■ **Instructions for the task**
Write only the number of lines in the entries that hold the string "RetrySupervisor".

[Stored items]
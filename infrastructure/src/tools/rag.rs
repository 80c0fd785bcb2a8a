//! `rag_tool`: document retrieval with an extractive answer.
//!
//! Documents live in an in-memory [`DocumentStore`] seeded with a handful of
//! sample documents. Retrieval scores each document by keyword overlap: the
//! fraction of the question's content words that occur in the document.
//! The answer is the sentence of the best document sharing the most words
//! with the question.
//!
//! # Parameters
//!
//! | Name | Type | Required | Description |
//! |------|------|:---:|-------------|
//! | `question` | string | Yes | Question to answer |
//! | `top_k` | integer | No | Documents to retrieve (1-10, default 3) |
//! | `min_score` | number | No | Minimum overlap score (0-1, default 0.3) |

use async_trait::async_trait;
use serde::{Deserialize, Serialize};
use serde_json::{Value, json};
use std::collections::{BTreeMap, HashSet};
use std::sync::RwLock;
use toolcall_domain::agent::rules::RAG_TOOL;
use toolcall_domain::core::string::truncate;
use toolcall_domain::{ParamType, ToolArguments, ToolDescriptor, ToolError, ToolHandler, ToolParameter};
use tracing::debug;

use super::args::{opt_f64, opt_u64, require_str};

const DEFAULT_TOP_K: usize = 3;
const MAX_TOP_K: usize = 10;
const DEFAULT_MIN_SCORE: f64 = 0.3;
const CONTENT_PREVIEW_CHARS: usize = 500;

pub const NO_DOCUMENTS_ANSWER: &str = "No relevant documents found to answer the question.";

const STOP_WORDS: &[&str] = &[
    "a", "an", "and", "are", "as", "at", "be", "by", "can", "do", "does", "for", "from", "how",
    "i", "in", "is", "it", "me", "of", "on", "or", "such", "tell", "that", "the", "their", "these",
    "this", "to", "was", "what", "when", "where", "which", "who", "why", "with", "about",
];

/// A stored document.
#[derive(Debug, Clone, PartialEq, Serialize, Deserialize)]
pub struct Document {
    pub id: String,
    pub content: String,
    #[serde(default)]
    pub metadata: BTreeMap<String, String>,
}

impl Document {
    pub fn new(id: impl Into<String>, content: impl Into<String>) -> Self {
        Self {
            id: id.into(),
            content: content.into(),
            metadata: BTreeMap::new(),
        }
    }

    pub fn with_metadata(mut self, key: impl Into<String>, value: impl Into<String>) -> Self {
        self.metadata.insert(key.into(), value.into());
        self
    }
}

/// A retrieved document with its score.
#[derive(Debug, Clone, PartialEq)]
pub struct ScoredDocument {
    pub document: Document,
    pub score: f64,
}

/// Lowercased content words of `text`.
fn keywords(text: &str) -> HashSet<String> {
    text.split(|c: char| !c.is_alphanumeric())
        .filter(|w| !w.is_empty())
        .map(str::to_lowercase)
        .filter(|w| !STOP_WORDS.contains(&w.as_str()))
        .map(|w| normalize(&w))
        .collect()
}

/// Crude plural folding so "documents" matches "document".
fn normalize(word: &str) -> String {
    match word.strip_suffix('s') {
        Some(stem) if stem.len() > 3 && !stem.ends_with('s') => stem.to_string(),
        _ => word.to_string(),
    }
}

/// In-memory keyword-overlap document index.
#[derive(Debug, Default)]
pub struct DocumentStore {
    documents: RwLock<Vec<Document>>,
}

impl DocumentStore {
    pub fn new() -> Self {
        Self::default()
    }

    /// Store pre-loaded with the sample documents.
    pub fn with_samples() -> Self {
        let store = Self::new();
        for doc in sample_documents() {
            store.add(doc);
        }
        store
    }

    /// Add a document, replacing any document with the same id.
    pub fn add(&self, document: Document) {
        let mut documents = self.documents.write().unwrap_or_else(|e| e.into_inner());
        documents.retain(|d| d.id != document.id);
        documents.push(document);
    }

    pub fn len(&self) -> usize {
        self.documents.read().unwrap_or_else(|e| e.into_inner()).len()
    }

    pub fn is_empty(&self) -> bool {
        self.len() == 0
    }

    /// Documents scoring at least `min_score`, best first, at most `top_k`.
    /// Ties keep insertion order.
    pub fn search(&self, question: &str, top_k: usize, min_score: f64) -> Vec<ScoredDocument> {
        let query = keywords(question);
        if query.is_empty() {
            return Vec::new();
        }

        let documents = self.documents.read().unwrap_or_else(|e| e.into_inner());
        let mut scored: Vec<ScoredDocument> = documents
            .iter()
            .map(|doc| {
                let words = keywords(&doc.content);
                let hits = query.iter().filter(|w| words.contains(*w)).count();
                ScoredDocument {
                    document: doc.clone(),
                    score: hits as f64 / query.len() as f64,
                }
            })
            .filter(|s| s.score > 0.0 && s.score >= min_score)
            .collect();

        scored.sort_by(|a, b| b.score.total_cmp(&a.score));
        scored.truncate(top_k);
        scored
    }
}

/// Sentence of the best document sharing the most words with the question.
pub fn extractive_answer(question: &str, retrieved: &[ScoredDocument]) -> String {
    let Some(best) = retrieved.first() else {
        return NO_DOCUMENTS_ANSWER.to_string();
    };

    let query = keywords(question);
    let sentences: Vec<&str> = best
        .document
        .content
        .split_inclusive(['.', '!', '?'])
        .map(str::trim)
        .filter(|s| !s.is_empty())
        .collect();

    let mut best_sentence = None;
    let mut best_overlap = 0;
    for sentence in &sentences {
        let overlap = keywords(sentence).intersection(&query).count();
        if overlap > best_overlap {
            best_overlap = overlap;
            best_sentence = Some(*sentence);
        }
    }

    let answer = best_sentence
        .map(String::from)
        .unwrap_or_else(|| sentences.iter().take(2).copied().collect::<Vec<_>>().join(" "));
    format!("Based on the retrieved documents: {}", answer)
}

pub struct RagTool {
    store: DocumentStore,
}

impl RagTool {
    /// Tool over the sample document store.
    pub fn new() -> Self {
        Self::with_store(DocumentStore::with_samples())
    }

    pub fn with_store(store: DocumentStore) -> Self {
        Self { store }
    }

    pub fn store(&self) -> &DocumentStore {
        &self.store
    }
}

impl Default for RagTool {
    fn default() -> Self {
        Self::new()
    }
}

#[async_trait]
impl ToolHandler for RagTool {
    fn descriptor(&self) -> ToolDescriptor {
        ToolDescriptor::new(
            RAG_TOOL,
            "Search the document store for passages relevant to a question and answer from them",
        )
        .with_parameter(ToolParameter::new(
            "question",
            "The question to search for and answer",
            true,
        ))
        .with_parameter(
            ToolParameter::new("top_k", "Number of documents to retrieve", false)
                .with_type(ParamType::Integer)
                .with_range(Some(1.0), Some(MAX_TOP_K as f64))
                .with_default(DEFAULT_TOP_K),
        )
        .with_parameter(
            ToolParameter::new("min_score", "Minimum relevance score", false)
                .with_type(ParamType::Number)
                .with_range(Some(0.0), Some(1.0))
                .with_default(DEFAULT_MIN_SCORE),
        )
        .with_output(ToolParameter::new("answer", "Extractive answer", true))
        .with_output(
            ToolParameter::new("retrieved_documents", "Matching documents", true)
                .with_type(ParamType::Array),
        )
    }

    async fn execute(&self, arguments: &ToolArguments) -> Result<Value, ToolError> {
        let question = require_str(arguments, "question")?;
        let top_k = opt_u64(arguments, "top_k")
            .map(|k| (k as usize).clamp(1, MAX_TOP_K))
            .unwrap_or(DEFAULT_TOP_K);
        let min_score = opt_f64(arguments, "min_score").unwrap_or(DEFAULT_MIN_SCORE);

        let retrieved = self.store.search(question, top_k, min_score);
        debug!(question, retrieved = retrieved.len(), "Retrieved documents");

        let answer = extractive_answer(question, &retrieved);
        let documents: Vec<Value> = retrieved
            .iter()
            .map(|s| {
                json!({
                    "id": s.document.id,
                    "content": truncate(&s.document.content, CONTENT_PREVIEW_CHARS),
                    "score": (s.score * 1000.0).round() / 1000.0,
                    "metadata": s.document.metadata,
                })
            })
            .collect();

        Ok(json!({
            "question": question,
            "answer": answer,
            "retrieved_documents": documents,
            "total_documents": self.store.len(),
            "summary": answer,
        }))
    }
}

fn sample_documents() -> Vec<Document> {
    vec![
        Document::new(
            "doc_1",
            "Artificial Intelligence (AI) is a branch of computer science that aims to create intelligent machines that work and react like humans. AI systems can perform tasks such as visual perception, speech recognition, decision-making, and language translation.",
        )
        .with_metadata("source", "ai_basics.txt")
        .with_metadata("category", "technology"),
        Document::new(
            "doc_2",
            "Machine Learning is a subset of AI that provides systems the ability to automatically learn and improve from experience without being explicitly programmed. It focuses on the development of computer programs that can access data and use it to learn for themselves.",
        )
        .with_metadata("source", "ml_overview.txt")
        .with_metadata("category", "technology"),
        Document::new(
            "doc_3",
            "Climate change refers to long-term shifts in global temperatures and weather patterns. While climate variations are natural, scientific evidence shows that human activities have been the main driver of climate change since the 1800s.",
        )
        .with_metadata("source", "climate_info.txt")
        .with_metadata("category", "environment"),
        Document::new(
            "doc_4",
            "Renewable energy comes from natural sources that are constantly replenished, such as sunlight, wind, rain, tides, waves, and geothermal heat. These energy sources are sustainable and help reduce greenhouse gas emissions.",
        )
        .with_metadata("source", "renewable_energy.txt")
        .with_metadata("category", "environment"),
        Document::new(
            "doc_5",
            "Rust is a systems programming language focused on safety, speed, and concurrency. Its ownership model guarantees memory safety without a garbage collector, making it popular for command-line tools, network services, and embedded software.",
        )
        .with_metadata("source", "rust_guide.txt")
        .with_metadata("category", "programming"),
    ]
}
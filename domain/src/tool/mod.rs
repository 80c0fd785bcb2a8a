//! Tool domain module
//!
//! This module defines the core abstractions for the agent's **Tool System**:
//! how a query is answered by discrete, named capabilities in a validated,
//! failure-isolated manner.
//!
//! # Overview
//!
//! Every tool is described by a [`ToolDescriptor`] (name, input schema, output
//! schema), implemented by a [`ToolHandler`], registered in the
//! [`ToolRegistry`], invoked via a [`ToolCall`], and answered by a
//! [`ToolResult`].
//!
//! ```text
//! ┌──────────────┐    ┌──────────────┐    ┌──────────────┐
//! │ ToolRegistry │───▶│ ToolCall     │───▶│ ToolResult   │
//! │ (by name)    │    │ (invocation) │    │ (terminal)   │
//! └──────┬───────┘    └──────────────┘    └──────────────┘
//!        │
//!        └─ "calculator_tool" → (ToolDescriptor, Arc<dyn ToolHandler>)
//! ```
//!
//! # Architecture
//!
//! - **Domain** (this module): descriptors, validation, registry, results; no I/O
//! - **Application** (`ToolInvoker`, `RetrySupervisor`): execution policy
//! - **Infrastructure** (`tools::*`): concrete handlers doing HTTP, filesystem
//!   and system inspection

pub mod entities;
pub mod handler;
pub mod registry;
pub mod traits;
pub mod value_objects;

pub use entities::{ParamType, ToolArguments, ToolCall, ToolDescriptor, ToolParameter};
pub use handler::ToolHandler;
pub use registry::{RegisteredTool, RegistryError, RegistryStats, ToolRegistry};
pub use traits::{DefaultToolValidator, ToolValidator, ValidationError};
pub use value_objects::{ToolError, ToolResult};
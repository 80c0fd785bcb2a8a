//! Presentation layer for toolcall-agent
//!
//! This crate contains CLI definitions, output formatters and progress
//! reporters.

pub mod cli;
pub mod output;
pub mod progress;

// Re-export commonly used types
pub use cli::commands::{Cli, OutputFormat, parse_context_entry};
pub use output::console::ConsoleFormatter;
pub use output::formatter::OutputFormatter;
pub use progress::reporter::{ProgressReporter, SimpleProgress};
//! Tools configuration from TOML (`[tools]` section)
//!
//! ```toml
//! [tools]
//! default_location = "New York"
//! allowed_paths = ["~/Documents", "/tmp"]
//! search_results = 5
//! ```

use serde::{Deserialize, Serialize};

/// Raw tools configuration from TOML
#[derive(Debug, Clone, PartialEq, Eq, Serialize, Deserialize)]
#[serde(default)]
pub struct FileToolsConfig {
    /// Location used when a weather query names none
    pub default_location: String,
    /// Roots the system tool may inspect. Empty means the working directory.
    pub allowed_paths: Vec<String>,
    /// Default number of search results
    pub search_results: usize,
}

impl Default for FileToolsConfig {
    fn default() -> Self {
        Self {
            default_location: "New York".to_string(),
            allowed_paths: Vec::new(),
            search_results: 5,
        }
    }
}
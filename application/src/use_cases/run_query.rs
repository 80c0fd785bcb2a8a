//! Run Query use case
//!
//! The agent orchestrator: sequences selection, per-step execution with
//! retries, and synthesis for one query, accumulating the step trace.
//!
//! ```text
//! Received → Planning → Executing(0..n) → Synthesizing → Completed
//! ```
//!
//! Steps run strictly in plan order, one at a time: a later step may depend
//! on what an earlier one produced. Tool failures are recorded and carried
//! into the answer; only a selector or synthesizer failure, a timeout, or a
//! cancellation ends the run with `success = false`.

use std::sync::Arc;
use std::time::Instant;

use serde_json::json;
use tokio_util::sync::CancellationToken;
use tracing::{debug, info, warn};
use toolcall_domain::{
    AgentError, AgentInfo, AgentResponse, ExecutionPhase, FallbackSelector, QueryContext,
    StepTrace, ToolRegistry, ToolResult, ToolSummary, is_trivial_query, suggest_tools,
};

use super::invoker::ToolInvoker;
use super::retry::RetrySupervisor;
use super::selector::Selector;
use super::synthesizer::Synthesizer;
use crate::config::OrchestratorParams;
use crate::ports::agent_progress::{AgentProgressNotifier, NoAgentProgress};
use crate::ports::llm_gateway::LlmGateway;
use crate::ports::run_event_logger::{NoRunEventLogger, RunEvent, RunEventLogger};

/// Answer for a query with nothing to answer.
pub const EMPTY_QUERY_ANSWER: &str = "Please enter a question so I can pick the right tools.";

/// Answer when no tool applies to a non-trivial query.
pub const NO_PLAN_ANSWER: &str = "I couldn't determine which tools to use for your query. \
     Please try rephrasing it or ask about search, calculations, weather, documents or your system.";

const AGENT_NAME: &str = "toolcall-agent";
const AGENT_DESCRIPTION: &str =
    "Agent that answers natural-language queries by selecting and invoking tools";

/// Input for the RunQuery use case
#[derive(Debug, Clone)]
pub struct RunQueryInput {
    pub query: String,
    pub context: QueryContext,
}

impl RunQueryInput {
    pub fn new(query: impl Into<String>) -> Self {
        Self {
            query: query.into(),
            context: QueryContext::new(),
        }
    }

    pub fn with_context(mut self, context: QueryContext) -> Self {
        self.context = context;
        self
    }
}

/// Per-run mutable state. Owned by one run; survives a timeout so the
/// partial trace can be returned.
struct RunState {
    phase: ExecutionPhase,
    trace: StepTrace,
    raw_outputs: Vec<ToolResult>,
}

/// How a run ended when it did not error.
struct Outcome {
    answer: String,
    success: bool,
}

/// Use case for answering one query with tools
pub struct RunQueryUseCase {
    registry: Arc<ToolRegistry>,
    gateway: Arc<dyn LlmGateway>,
    params: OrchestratorParams,
    selector: Selector,
    invoker: ToolInvoker,
    retry: RetrySupervisor,
    synthesizer: Synthesizer,
    run_logger: Arc<dyn RunEventLogger>,
}
#[cfg(test)]
mod tests {
    use super::*;
    use std::fs;

    fn args(operation: &str, path: Option<&Path>) -> ToolArguments {
        let mut args = ToolArguments::new();
        args.insert("operation".into(), json!(operation));
        if let Some(path) = path {
            args.insert("path".into(), json!(path.display().to_string()));
        }
        args
    }

    fn sandbox() -> (tempfile::TempDir, SystemTool) {
        let dir = tempfile::tempdir().unwrap();
        fs::create_dir(dir.path().join("sub")).unwrap();
        fs::write(dir.path().join("b.txt"), "hello").unwrap();
        fs::write(dir.path().join("a.json"), "{}").unwrap();
        fs::write(dir.path().join(".hidden"), "").unwrap();
        let tool = SystemTool::new(vec![dir.path().to_path_buf()]);
        (dir, tool)
    }

    #[test]
    fn test_human_size() {
        assert_eq!(human_size(0), "0 B");
        assert_eq!(human_size(512), "512.0 B");
        assert_eq!(human_size(1536), "1.5 KB");
        assert_eq!(human_size(5 * 1024 * 1024), "5.0 MB");
    }

    #[test]
    fn test_expand_home() {
        assert_eq!(expand_home("/tmp"), PathBuf::from("/tmp"));
        assert_eq!(expand_home("~user/x"), PathBuf::from("~user/x"));
        if let Some(home) = dirs::home_dir() {
            assert_eq!(expand_home("~/Documents"), home.join("Documents"));
        }
    }

    #[tokio::test]
    async fn test_list_directory_sorted_without_hidden() {
        let (dir, tool) = sandbox();
        let payload = tool
            .execute(&args("list_directory", Some(dir.path())))
            .await
            .unwrap();

        assert_eq!(payload["total_entries"], 3);
        assert_eq!(payload["directories"][0]["name"], "sub");
        assert_eq!(payload["files"][0]["name"], "a.json");
        assert_eq!(payload["files"][1]["name"], "b.txt");
        assert_eq!(payload["truncated"], false);
        assert!(payload["summary"].as_str().unwrap().starts_with("3 entries"));
    }

    #[tokio::test]
    async fn test_list_directory_hidden_and_truncated() {
        let (dir, tool) = sandbox();
        let mut arguments = args("list_directory", Some(dir.path()));
        arguments.insert("include_hidden".into(), json!(true));
        arguments.insert("max_files".into(), json!(2));

        let payload = tool.execute(&arguments).await.unwrap();
        assert_eq!(payload["total_entries"], 2);
        assert_eq!(payload["truncated"], true);
    }

    #[tokio::test]
    async fn test_file_info() {
        let (dir, tool) = sandbox();
        let payload = tool
            .execute(&args("file_info", Some(&dir.path().join("b.txt"))))
            .await
            .unwrap();

        assert_eq!(payload["name"], "b.txt");
        assert_eq!(payload["size"], 5);
        assert_eq!(payload["is_file"], true);
        assert_eq!(payload["mime_type"], "text/plain");
        assert_eq!(payload["summary"], "b.txt: file, text/plain, 5.0 B");
    }

    #[tokio::test]
    async fn test_file_info_requires_path() {
        let (_dir, tool) = sandbox();
        let err = tool.execute(&args("file_info", None)).await.unwrap_err();
        assert_eq!(err.code, ToolError::INVALID_ARGUMENT);
    }

    #[tokio::test]
    async fn test_path_outside_allowed_roots_is_denied() {
        let (_dir, tool) = sandbox();
        let outside = tempfile::tempdir().unwrap();
        let err = tool
            .execute(&args("list_directory", Some(outside.path())))
            .await
            .unwrap_err();
        assert_eq!(err.code, ToolError::PERMISSION_DENIED);
    }

    #[tokio::test]
    async fn test_parent_traversal_is_denied() {
        let (dir, tool) = sandbox();
        let sneaky = dir.path().join("sub").join("..").join("..");
        let err = tool
            .execute(&args("list_directory", Some(&sneaky)))
            .await
            .unwrap_err();
        assert_eq!(err.code, ToolError::PERMISSION_DENIED);
    }

    #[tokio::test]
    async fn test_missing_path_is_not_found() {
        let (dir, tool) = sandbox();
        let err = tool
            .execute(&args("file_info", Some(&dir.path().join("nope.txt"))))
            .await
            .unwrap_err();
        assert_eq!(err.code, ToolError::NOT_FOUND);
    }

    #[tokio::test]
    async fn test_unknown_operation() {
        let (_dir, tool) = sandbox();
        let err = tool.execute(&args("format_disk", None)).await.unwrap_err();
        assert_eq!(err.code, ToolError::INVALID_ARGUMENT);
    }

    #[tokio::test]
    async fn test_system_info_has_summary() {
        let (_dir, tool) = sandbox();
        let payload = tool.execute(&args("system_info", None)).await.unwrap();
        assert!(payload["cpu"]["logical_cores"].as_u64().is_some());
        assert!(payload["summary"].as_str().unwrap().contains("CPUs"));
    }

    #[test]
    fn test_default_roots_are_working_directory() {
        let tool = SystemTool::new(Vec::new());
        assert_eq!(tool.allowed_roots(), &[PathBuf::from(".")]);
    }
}
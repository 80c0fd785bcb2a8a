//! Agent self-description.

use chrono::{DateTime, Utc};
use serde::{Deserialize, Serialize};

/// Brief tool entry for the info payload.
#[derive(Debug, Clone, PartialEq, Serialize, Deserialize)]
pub struct ToolSummary {
    pub name: String,
    pub description: String,
}

/// Name, version, retry settings and capabilities of a configured agent.
#[derive(Debug, Clone, PartialEq, Serialize, Deserialize)]
pub struct AgentInfo {
    pub name: String,
    pub version: String,
    pub description: String,
    pub max_retries: u32,
    pub retry_delay_ms: u64,
    pub max_plan_steps: usize,
    pub llm_available: bool,
    /// Why the LLM is unavailable, when it is
    #[serde(skip_serializing_if = "Option::is_none")]
    pub llm_unavailable_reason: Option<String>,
    pub total_tools: usize,
    pub tools: Vec<ToolSummary>,
    pub timestamp: DateTime<Utc>,
}

impl AgentInfo {
    /// `healthy` when at least one tool is registered.
    pub fn status(&self) -> &'static str {
        if self.total_tools > 0 {
            "healthy"
        } else {
            "unhealthy"
        }
    }
}

#[cfg(test)]
mod tests {
    use super::*;

    #[test]
    fn test_status() {
        let mut info = AgentInfo {
            name: "toolcall-agent".into(),
            version: "0.1.0".into(),
            description: String::new(),
            max_retries: 2,
            retry_delay_ms: 1000,
            max_plan_steps: 5,
            llm_available: false,
            llm_unavailable_reason: Some("no API key".into()),
            total_tools: 0,
            tools: Vec::new(),
            timestamp: Utc::now(),
        };
        assert_eq!(info.status(), "unhealthy");
        info.total_tools = 1;
        assert_eq!(info.status(), "healthy");
    }
}
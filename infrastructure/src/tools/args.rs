//! Typed access to validated tool arguments.
//!
//! Arguments reaching a handler were already coerced by the validator, so a
//! wrong type here means the descriptor and the handler disagree.

use toolcall_domain::{ToolArguments, ToolError};

/// Required non-blank string argument.
pub fn require_str<'a>(args: &'a ToolArguments, key: &str) -> Result<&'a str, ToolError> {
    args.get(key)
        .and_then(|v| v.as_str())
        .map(str::trim)
        .filter(|s| !s.is_empty())
        .ok_or_else(|| ToolError::invalid_argument(format!("'{}' must be a non-empty string", key)))
}

pub fn opt_str<'a>(args: &'a ToolArguments, key: &str) -> Option<&'a str> {
    args.get(key)
        .and_then(|v| v.as_str())
        .map(str::trim)
        .filter(|s| !s.is_empty())
}

pub fn opt_u64(args: &ToolArguments, key: &str) -> Option<u64> {
    args.get(key).and_then(|v| v.as_u64())
}

pub fn opt_f64(args: &ToolArguments, key: &str) -> Option<f64> {
    args.get(key).and_then(|v| v.as_f64())
}

pub fn opt_bool(args: &ToolArguments, key: &str) -> Option<bool> {
    args.get(key).and_then(|v| v.as_bool())
}

#[cfg(test)]
mod tests {
    use super::*;
    use serde_json::json;

    #[test]
    fn test_require_str_rejects_blank() {
        let mut args = ToolArguments::new();
        args.insert("query".into(), json!("   "));
        let err = require_str(&args, "query").unwrap_err();
        assert_eq!(err.code, ToolError::INVALID_ARGUMENT);

        args.insert("query".into(), json!(" rust "));
        assert_eq!(require_str(&args, "query").unwrap(), "rust");
    }

    #[test]
    fn test_optional_accessors() {
        let mut args = ToolArguments::new();
        args.insert("n".into(), json!(3));
        args.insert("flag".into(), json!(true));
        assert_eq!(opt_u64(&args, "n"), Some(3));
        assert_eq!(opt_f64(&args, "n"), Some(3.0));
        assert_eq!(opt_bool(&args, "flag"), Some(true));
        assert_eq!(opt_str(&args, "missing"), None);
    }
}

■ **Reply to the task**
3